Work task. Repeat the whole listing, keeping every word and every line intact.

____

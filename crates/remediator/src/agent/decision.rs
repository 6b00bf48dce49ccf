//! The decision-maker capability: given the conversation so far, pick the next
//! tool calls or give a final answer.

use super::conversation::{ConversationState, ToolCall};
use super::tools::ToolSpec;
use anyhow::Result;
use async_trait::async_trait;
use std::collections::VecDeque;
use std::sync::Mutex;

#[derive(Debug, Clone, PartialEq)]
pub enum Decision {
    /// Run these calls in order, then ask again.
    CallTools { thought: String, calls: Vec<ToolCall> },
    FinalAnswer(String),
}

impl Decision {
    pub fn call(name: &str, arguments: serde_json::Value) -> Self {
        Decision::CallTools {
            thought: String::new(),
            calls: vec![ToolCall::new(name, arguments)],
        }
    }

    pub fn answer(text: impl Into<String>) -> Self {
        Decision::FinalAnswer(text.into())
    }
}

#[async_trait]
pub trait DecisionMaker: Send + Sync {
    async fn decide(
        &self,
        system_prompt: &str,
        state: &ConversationState,
        tools: &[ToolSpec],
    ) -> Result<Decision>;
}

/// Scripted decision-maker for tests and offline runs.
///
/// Replays queued decisions in order. Once the script runs out it keeps
/// returning the fallback, or a fixed final answer when none is set.
pub struct MockDecisionMaker {
    script: Mutex<VecDeque<std::result::Result<Decision, String>>>,
    fallback: Option<Decision>,
    calls: Mutex<Vec<usize>>,
}

impl MockDecisionMaker {
    pub fn new(decisions: impl IntoIterator<Item = Decision>) -> Self {
        Self {
            script: Mutex::new(decisions.into_iter().map(Ok).collect()),
            fallback: None,
            calls: Mutex::new(Vec::new()),
        }
    }

    /// Keep returning `decision` after the script is exhausted.
    pub fn repeating(mut self, decision: Decision) -> Self {
        self.fallback = Some(decision);
        self
    }

    /// Queue a provider failure as the next step.
    pub fn then_fail(self, message: impl Into<String>) -> Self {
        self.script
            .lock()
            .unwrap_or_else(|e| e.into_inner())
            .push_back(Err(message.into()));
        self
    }

    /// Conversation length observed at each call.
    pub fn observed_lengths(&self) -> Vec<usize> {
        self.calls.lock().unwrap_or_else(|e| e.into_inner()).clone()
    }
}

#[async_trait]
impl DecisionMaker for MockDecisionMaker {
    async fn decide(
        &self,
        _system_prompt: &str,
        state: &ConversationState,
        _tools: &[ToolSpec],
    ) -> Result<Decision> {
        self.calls
            .lock()
            .unwrap_or_else(|e| e.into_inner())
            .push(state.len());

        let next = self
            .script
            .lock()
            .unwrap_or_else(|e| e.into_inner())
            .pop_front();

        match next {
            Some(Ok(decision)) => Ok(decision),
            Some(Err(message)) => Err(anyhow::anyhow!(message)),
            None => Ok(match &self.fallback {
                Some(decision) => match decision {
                    // Fresh ids so every repeated call is distinct.
                    Decision::CallTools { thought, calls } => Decision::CallTools {
                        thought: thought.clone(),
                        calls: calls
                            .iter()
                            .map(|c| ToolCall::new(c.name.clone(), c.arguments.clone()))
                            .collect(),
                    },
                    other => other.clone(),
                },
                None => Decision::answer("No further steps."),
            }),
        }
    }
}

____

Result below.
filename crates/remediator/src/agent/decision.rs
repository 6b00bf48dce49ccf
//! The decision-maker capability: given the conversation so far, pick the next
//! tool calls or give a final answer.

use super::conversation::{ConversationState, ToolCall};
use super::tools::ToolSpec;
use anyhow::Result;
use async_trait::async_trait;
use std::collections::VecDeque;
use std::sync::Mutex;

#[derive(Debug, Clone, PartialEq)]
pub enum Decision {
    /// Run these calls in order, then ask again.
    CallTools { thought: String, calls: Vec<ToolCall> },
    FinalAnswer(String),
}

impl Decision {
    pub fn call(name: &str, arguments: serde_json::Value) -> Self {
        Decision::CallTools {
            thought: String::new(),
            calls: vec![ToolCall::new(name, arguments)],
        }
    }

    pub fn answer(text: impl Into<String>) -> Self {
        Decision::FinalAnswer(text.into())
    }
}

#[async_trait]
pub trait DecisionMaker: Send + Sync {
    async fn decide(
        &self,
        system_prompt: &str,
        state: &ConversationState,
        tools: &[ToolSpec],
    ) -> Result<Decision>;
}

/// Scripted decision-maker for tests and offline runs.
///
/// Replays queued decisions in order. Once the script runs out it keeps
/// returning the fallback, or a fixed final answer when none is set.
pub struct MockDecisionMaker {
    script: Mutex<VecDeque<std::result::Result<Decision, String>>>,
    fallback: Option<Decision>,
    calls: Mutex<Vec<usize>>,
}

impl MockDecisionMaker {
    pub fn new(decisions: impl IntoIterator<Item = Decision>) -> Self {
        Self {
            script: Mutex::new(decisions.into_iter().map(Ok).collect()),
            fallback: None,
            calls: Mutex::new(Vec::new()),
        }
    }

    /// Keep returning `decision` after the script is exhausted.
    pub fn repeating(mut self, decision: Decision) -> Self {
        self.fallback = Some(decision);
        self
    }

    /// Queue a provider failure as the next step.
    pub fn then_fail(self, message: impl Into<String>) -> Self {
        self.script
            .lock()
            .unwrap_or_else(|e| e.into_inner())
            .push_back(Err(message.into()));
        self
    }

    /// Conversation length observed at each call.
    pub fn observed_lengths(&self) -> Vec<usize> {
        self.calls.lock().unwrap_or_else(|e| e.into_inner()).clone()
    }
}

#[async_trait]
impl DecisionMaker for MockDecisionMaker {
    async fn decide(
        &self,
        _system_prompt: &str,
        state: &ConversationState,
        _tools: &[ToolSpec],
    ) -> Result<Decision> {
        self.calls
            .lock()
            .unwrap_or_else(|e| e.into_inner())
            .push(state.len());

        let next = self
            .script
            .lock()
            .unwrap_or_else(|e| e.into_inner())
            .pop_front();

        match next {
            Some(Ok(decision)) => Ok(decision),
            Some(Err(message)) => Err(anyhow::anyhow!(message)),
            None => Ok(match &self.fallback {
                Some(decision) => match decision {
                    // Fresh ids so every repeated call is distinct.
                    Decision::CallTools { thought, calls } => Decision::CallTools {
                        thought: thought.clone(),
                        calls: calls
                            .iter()
                            .map(|c| ToolCall::new(c.name.clone(), c.arguments.clone()))
                            .collect(),
                    },
                    other => other.clone(),
                },
                None => Decision::answer("No further steps."),
            }),
        }
    }
}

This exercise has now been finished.